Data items

• • • •

//! Training data loading and cleaning.

use std::path::{Path, PathBuf};

use thiserror::Error;

use crate::record::CustomerRecord;
use crate::schema::{FeatureSchema, SchemaError};

pub mod clean;
pub mod loader;

pub use clean::{CleaningOptions, CleaningSummary, CoercionError, normalize_token};
pub use loader::{RawTable, load_csv, read_csv};

#[derive(Debug, Error)]
pub enum DatasetError {
    #[error("failed to open {path}: {source}")]
    Open {
        path: PathBuf,
        source: std::io::Error,
    },
    #[error("csv error: {0}")]
    Csv(#[from] csv::Error),
    #[error("dataset has no rows")]
    Empty,
    #[error("missing column '{0}'")]
    MissingColumn(String),
    #[error("column '{column}' line {line}: {source}")]
    InvalidNumber {
        column: String,
        line: usize,
        source: CoercionError,
    },
    #[error(transparent)]
    Schema(#[from] SchemaError),
}

/// Customer records with aligned binary churn labels.
#[derive(Debug, Clone, Default, PartialEq)]
pub struct LabeledDataset {
    pub records: Vec<CustomerRecord>,
    pub labels: Vec<u8>,
}

impl LabeledDataset {
    pub fn len(&self) -> usize {
        self.records.len()
    }

    pub fn is_empty(&self) -> bool {
        self.records.is_empty()
    }

    /// Copy the rows at `indices`, in that order.
    pub fn select(&self, indices: &[usize]) -> LabeledDataset {
        LabeledDataset {
            records: indices.iter().map(|&i| self.records[i].clone()).collect(),
            labels: indices.iter().map(|&i| self.labels[i]).collect(),
        }
    }
}

/// Load and clean a training CSV in one call.
pub fn load_training_data(
    path: &Path,
    schema: &FeatureSchema,
    options: &CleaningOptions,
) -> Result<(LabeledDataset, CleaningSummary), DatasetError> {
    let table = load_csv(path)?;
    clean::prepare_records(&table, schema, options)
}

• • • •

The response should consist of the entries above, retyped exactly.

Expected answer =
//! Training data loading and cleaning.

use std::path::{Path, PathBuf};

use thiserror::Error;

use crate::record::CustomerRecord;
use crate::schema::{FeatureSchema, SchemaError};

pub mod clean;
pub mod loader;

pub use clean::{CleaningOptions, CleaningSummary, CoercionError, normalize_token};
pub use loader::{RawTable, load_csv, read_csv};

#[derive(Debug, Error)]
pub enum DatasetError {
    #[error("failed to open {path}: {source}")]
    Open {
        path: PathBuf,
        source: std::io::Error,
    },
    #[error("csv error: {0}")]
    Csv(#[from] csv::Error),
    #[error("dataset has no rows")]
    Empty,
    #[error("missing column '{0}'")]
    MissingColumn(String),
    #[error("column '{column}' line {line}: {source}")]
    InvalidNumber {
        column: String,
        line: usize,
        source: CoercionError,
    },
    #[error(transparent)]
    Schema(#[from] SchemaError),
}

/// Customer records with aligned binary churn labels.
#[derive(Debug, Clone, Default, PartialEq)]
pub struct LabeledDataset {
    pub records: Vec<CustomerRecord>,
    pub labels: Vec<u8>,
}

impl LabeledDataset {
    pub fn len(&self) -> usize {
        self.records.len()
    }

    pub fn is_empty(&self) -> bool {
        self.records.is_empty()
    }

    /// Copy the rows at `indices`, in that order.
    pub fn select(&self, indices: &[usize]) -> LabeledDataset {
        LabeledDataset {
            records: indices.iter().map(|&i| self.records[i].clone()).collect(),
            labels: indices.iter().map(|&i| self.labels[i]).collect(),
        }
    }
}

/// Load and clean a training CSV in one call.
pub fn load_training_data(
    path: &Path,
    schema: &FeatureSchema,
    options: &CleaningOptions,
) -> Result<(LabeledDataset, CleaningSummary), DatasetError> {
    let table = load_csv(path)?;
    clean::prepare_records(&table, schema, options)
}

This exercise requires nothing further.